Trevor Milton alluded to two distinct modes of competition in the areas of chronic and acute medication.
Purchasers of chronic medicines, these being regular purchasers of the same drug over a lengthy period, are more easily serviced by big national mail order suppliers like Direct Medicines and Chronic
Medicines than are the consumers of acute medication. On the other hand considerations of convenience and effective therapy dictate that acute medication will be purchased at the local pharmacy – these drugs must be available on request and, unlike the case of chronic medicines, demand cannot be accurately predicted in advance. While this explanation would suggest that there will be some competitive threat to TCO around at least chronic medication, further investigation is required to enable us to make a clear finding.
19.
If the market is segmented between consumption of chronic and acute medicines, then the relevant
geographic market could either be defined as local (acute medication) or national (chronic medication), although we probably require
additional information in this regard. However we need not define this conclusively in light of the findings elaborated below.
Impact on competition
20.
As mentioned, our fundamental concerns with this merger lay in the retail pharmaceutical or dispensary market.

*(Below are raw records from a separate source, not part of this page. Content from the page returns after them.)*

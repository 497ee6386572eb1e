//! Step locator.
//!
//! Finds the step sequence and the active step of a document. The result is
//! a snapshot: it is recomputed on every keypress because the document can
//! change between events.

use crate::document::{ACTIVE_CLASS, Document, STEP_CLASS};

/// The steps of a document and the index of the active one.
#[derive(Debug, Clone, PartialEq)]
pub struct StepPosition<E> {
    /// Step elements in document order.
    pub steps: Vec<E>,
    /// Index of the active step, or `None` when no step is active.
    pub current: Option<usize>,
}

impl<E: Clone + PartialEq> StepPosition<E> {
    /// Locate the steps and the first active step of `doc`.
    pub fn locate<D>(doc: &D) -> Self
    where
        D: Document<Element = E>,
    {
        let steps = doc.query_all_by_class(STEP_CLASS);
        let current = steps.iter().position(|step| doc.has_class(step, ACTIVE_CLASS));
        Self { steps, current }
    }

    /// Number of steps.
    pub fn len(&self) -> usize {
        self.steps.len()
    }

    /// Returns true if the document has no steps.
    pub fn is_empty(&self) -> bool {
        self.steps.is_empty()
    }

    /// Index of the last step, if any.
    pub fn last_index(&self) -> Option<usize> {
        self.steps.len().checked_sub(1)
    }

    /// The step at `index`, if it exists.
    pub fn step(&self, index: usize) -> Option<E> {
        self.steps.get(index).cloned()
    }

    pub fn first(&self) -> Option<E> {
        self.steps.first().cloned()
    }

    pub fn last(&self) -> Option<E> {
        self.steps.last().cloned()
    }
}
//! Document and viewport capabilities.
//!
//! Responsibilities:
//! - Define the queries navigation needs from a document (`Document`).
//! - Define the effects navigation performs on a viewport (`Viewport`).
//! - Name the class and attribute conventions presentations follow.
//!
//! Does NOT handle:
//! - Any concrete document model (see `memory` for the in-memory one).
//!
//! Invariants:
//! - Queries return elements in document order.
//! - Queries never mutate the document.

use scrolly_config::{ScrollBehavior, ScrollOptions};
use std::fmt;
use thiserror::Error;

/// Class carried by every step element.
pub const STEP_CLASS: &str = "step";

/// Class carried by the currently active step.
pub const ACTIVE_CLASS: &str = "is-active";

/// Prefix of section classes (`scrolly-intro`, `scrolly-outro`, ...).
pub const SECTION_CLASS_PREFIX: &str = "scrolly-";

/// Section name of the region before the first step.
pub const INTRO_SECTION: &str = "intro";

/// Section name of the region after the last step.
pub const OUTRO_SECTION: &str = "outro";

/// Attribute matched against `custom` hotkey values.
pub const MARKER_ATTRIBUTE: &str = "data-hotkey";

/// The class addressing a named section.
pub fn section_class(section: &str) -> String {
    format!("{}{}", SECTION_CLASS_PREFIX, section)
}

/// Read-only queries over a presentation document.
pub trait Document {
    /// Handle to an element of this document.
    type Element: Clone + PartialEq + fmt::Debug;

    /// All elements carrying `class`, in document order.
    fn query_all_by_class(&self, class: &str) -> Vec<Self::Element>;

    /// The first element carrying `class`.
    fn query_by_class(&self, class: &str) -> Option<Self::Element> {
        self.query_all_by_class(class).into_iter().next()
    }

    /// The first element whose attribute `name` equals `value`.
    fn query_by_attribute(&self, name: &str, value: &str) -> Option<Self::Element>;

    /// Whether `element` carries `class`.
    fn has_class(&self, element: &Self::Element, class: &str) -> bool;
}

/// Effects a navigation performs on the visible page.
pub trait Viewport<E> {
    /// Scroll `element` into view.
    fn scroll_into_view(&mut self, element: &E, options: ScrollOptions);

    /// Scroll the page to its top.
    fn scroll_to_top(&mut self, behavior: ScrollBehavior);

    /// Whether the page is currently fullscreen.
    fn is_fullscreen(&self) -> bool;

    /// Ask the host to enter fullscreen. Hosts may refuse.
    fn request_fullscreen(&mut self) -> Result<(), EnvironmentError>;

    /// Leave fullscreen.
    fn exit_fullscreen(&mut self) -> Result<(), EnvironmentError>;
}

/// Failures reported by a viewport.
#[derive(Debug, Error, Clone, PartialEq, Eq)]
pub enum EnvironmentError {
    /// The host refused to enter fullscreen (e.g. no user gesture).
    #[error("Fullscreen request rejected: {0}")]
    FullscreenRejected(String),

    /// The host does not support fullscreen.
    #[error("Fullscreen is not supported")]
    FullscreenUnsupported,
}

These concerns centred on the prospect of large potential competitors such as Pick ‘n Pay entering this market.
21.
The Commission took the view that because TCO was not already active in the retailing of pharmaceutical products, this transaction presented no competition issues in this market. On this view, TCO was a new entrant in this market. However, what is significant is that TCO was always the most likely potential entrant into this market. TCO had for a long time set itself up to enter once the regulatory barrier was removed. It’s looming presence had, in all likelihood, already acted as a competitive constraint on participants already active in the market - TCO was a large front shop waiting to get into the back shop. TCO has now entered thus eliminating itself as a potential threat. But because it has done so by choosing to enter via acquisition rather than by rolling out its own, new pharmaceutical branches, its elimination as a potential threat has not been compensated by the injection of additional capacity, by the addition of a new active competitive presence. In summary, then, TCO, because of its particularly strong potential presence should, for the purposes of this merger, properly have been treated as a market participant and effectively presumed to constrain existing rivalry. Accordingly, the theory of potential competition
allows us to impute into our analysis the market shares of a firm, that would not otherwise have been considered a competitor because
of there being no product overlap. It would accordingly have been appropriate if the Commission had evaluated this market initially.
22.
The case of the Federal Trade Commission v The Proctor and Gamble Company is instructive. Here the US Supreme Court upheld a decision by the Federal Trade Commission ordering a manufacturer of household products to divest
itself of certain liquid bleach assets. The Court referred in its reasons to the acquisition of Clorox by Proctor eliminating Proctor
as a potential competitor:
“It is clear that the existence of Proctor at the edge of the industry exerted considerable influence on the market. First, the market
behaviour of the liquid bleach industry was influenced by each firm’s predictions of the market behaviour of its competitors,
actual and potential. Second, the barriers to entry by a firm of Proctor’s size and with its advantages were not significant…”
23.
An analysis of the post-merger market, the structure of which will be enormously influenced by a
new regulatory environment, would obviously be highly speculative. It is not known how many licenses will be secured by TCO, nor
which or how many other new entrants will be licensed to compete with them. We have previously imposed a postponed divestiture remedy
precisely because the regulatory environment in which the markets in question operated were, as in this case, in considerable flux.